The assembly and disassembly of actin filaments occurred due to polarity at the ends of the filaments. The polarity also provides support in creating unique myosin movement in single direction with regard to actin. In assembly first step refers to formation of dimers & trimmers, which further grow to form filaments by adding more actin monomers. The disassembly of the actin filaments occurred when filament get divided into two or multiple parts. Disassembly occurs due to reaction actin with other substances or due to internal reaction such as interaction within the filament (Schliwa, 1981).
Proteins are very complex structured as the formation and chemistry of protein has developed over millions of years. Protein is shaped as per specific sequence of amino acids. There are many amino acids in proteins and every one of them has different compound properties. Protein molecules are made of a unique chain of amino acids. This chain is connected to each other with the help of peptide bonds. This is the reason why proteins are also known as polypeptides.
Protein is located in membrane of cell and from there it keeps operating its several functions. Protein has several functions and depends on its property in order to look after various functions. Its location and compound property helps it in fulfilling all its functions in a smoother manner. Protein is the main agent of binding molecules. Protein binds other molecules and this is one of other important functions of protein. Protein repairs and maintains various components. It takes care of various parts of the human body. It gives energy and releases various enzymes that are necessary for proper functioning of human body.

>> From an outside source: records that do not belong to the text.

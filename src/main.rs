use std::process::ExitCode;
use std::sync::Arc;

use casting::config::setup_logging;
use casting::web::AppState;
use clap::Parser;
use tracing::{error, info};

#[tokio::main(flavor = "multi_thread")]
async fn main() -> ExitCode {
    let cli = casting::cli::CliOptions::parse();

    if setup_logging(cli.debug).is_err() {
        return ExitCode::FAILURE;
    }

    let catalog = match cli.services.catalog() {
        Ok(catalog) => Arc::new(catalog),
        Err(err) => {
            error!("Catalog error: {}", err);
            return ExitCode::FAILURE;
        }
    };
    let ballot = match cli.ballot(&catalog) {
        Ok(ballot) => ballot,
        Err(err) => {
            error!("Ballot error: {}", err);
            return ExitCode::FAILURE;
        }
    };
    let services = match cli.services.services(catalog.clone()) {
        Ok(services) => services,
        Err(err) => {
            error!("Configuration error: {}", err);
            return ExitCode::FAILURE;
        }
    };
    info!(
        "Loaded {} archetypes, {} choices per session",
        catalog.archetypes.len(),
        ballot.rounds()
    );

    let state = AppState::new(catalog, ballot, services, cli.static_dir.clone());
    if let Err(err) = casting::web::setup_server(&cli.listen_address, cli.port, state).await {
        error!("Application error: {}", err);
        return ExitCode::FAILURE;
    }
    ExitCode::SUCCESS
}
//! The browser front end: one page that follows the session through the quiz.

use std::num::NonZeroU16;
use std::path::PathBuf;
use std::sync::Arc;

use axum::Router;
use axum::extract::DefaultBodyLimit;
use axum::routing::{get, post};
use tokio::signal;
use tower_http::services::ServeDir;
use tower_sessions::{Expiry, MemoryStore, SessionManagerLayer};
use tracing::{error, info};

use crate::catalog::Catalog;
use crate::cli::Services;
use crate::constants::{MAX_UPLOAD_BYTES, SESSION_INACTIVITY_HOURS};
use crate::flow::Ballot;

pub(crate) mod csrf;
pub(crate) mod flash;
mod prelude;
pub(crate) mod store;
mod views;

use views::{cast_handler, choose_handler, download_handler, home_handler, restart_handler};

/// Shared, read-only state handed to every handler.
#[derive(Clone)]
pub struct AppState {
    catalog: Arc<Catalog>,
    ballot: Arc<Ballot>,
    services: Services,
    static_dir: PathBuf,
}

impl AppState {
    /// Bundles the loaded catalog, ballot and API clients.
    pub fn new(catalog: Arc<Catalog>, ballot: Ballot, services: Services, static_dir: PathBuf) -> Self {
        Self {
            catalog,
            ballot: Arc::new(ballot),
            services,
            static_dir,
        }
    }
}

/// Builds the router with sessions, static files and the upload limit.
pub fn create_router(state: AppState) -> Router {
    let sessions = SessionManagerLayer::new(MemoryStore::default())
        .with_secure(false)
        .with_expiry(Expiry::OnInactivity(time::Duration::hours(
            SESSION_INACTIVITY_HOURS,
        )));

    Router::new()
        .route("/", get(home_handler))
        .route("/choose", post(choose_handler))
        .route("/cast", post(cast_handler))
        .route("/poster/download", get(download_handler))
        .route("/restart", post(restart_handler))
        .nest_service("/static", ServeDir::new(&state.static_dir))
        .layer(DefaultBodyLimit::max(MAX_UPLOAD_BYTES))
        .layer(sessions)
        .with_state(state)
}

async fn shutdown_signal() {
    if let Err(err) = signal::ctrl_c().await {
        error!("Failed to listen for shutdown signal: {}", err);
    }
    info!("Shutting down");
}

/// Serves the app until ctrl-c.
pub async fn setup_server(
    listen_addr: &str,
    port: NonZeroU16,
    state: AppState,
) -> Result<(), anyhow::Error> {
    let app = create_router(state);

    let addr = format!("{}:{}", listen_addr, port);
    info!("Starting server on http://{}", addr);
    let listener = tokio::net::TcpListener::bind(&addr).await?;
    if let Err(err) = axum::serve(listener, app)
        .with_graceful_shutdown(shutdown_signal())
        .await
    {
        error!("Server error: {}", err);
    }
    Ok(())
}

Having observed an overview and discussion of the above mentioned subject, the paper concludes that protein is very significant substance. It has evolved as a result of various reactions over millions of years. Protein has a complex structure and it is made of amino acids. Protein has several important functions and it is equally important for humans and animals. The structure and function of protein are very complex and the reason of such complexity is its evolution and continuous development.
References
Alberts, B, Johnson, A, and Lewis, J, , 2002. Molecular Biology of the Cell. 4th ed. New York: Garland Science.
Carlier, M.-F., 2010. Actin-based Motility: Cellular, Molecular and Physical Aspects. New York: Springer Science & Business Media.
GM., C., 2000. The Cell: A Molecular Approach. 2nd ed. Sunderland, MA: Sinauer Associates.
Remedios, C.D., & Chhabra, D., 2006. Actin-Binding Proteins and Disease. 8 ed. NewYork: Springer Science & Business Media.
Schliwa, M., 1981. Proteins associated with cytoplasmic actin. Cell, 25(3), pp. 587-590.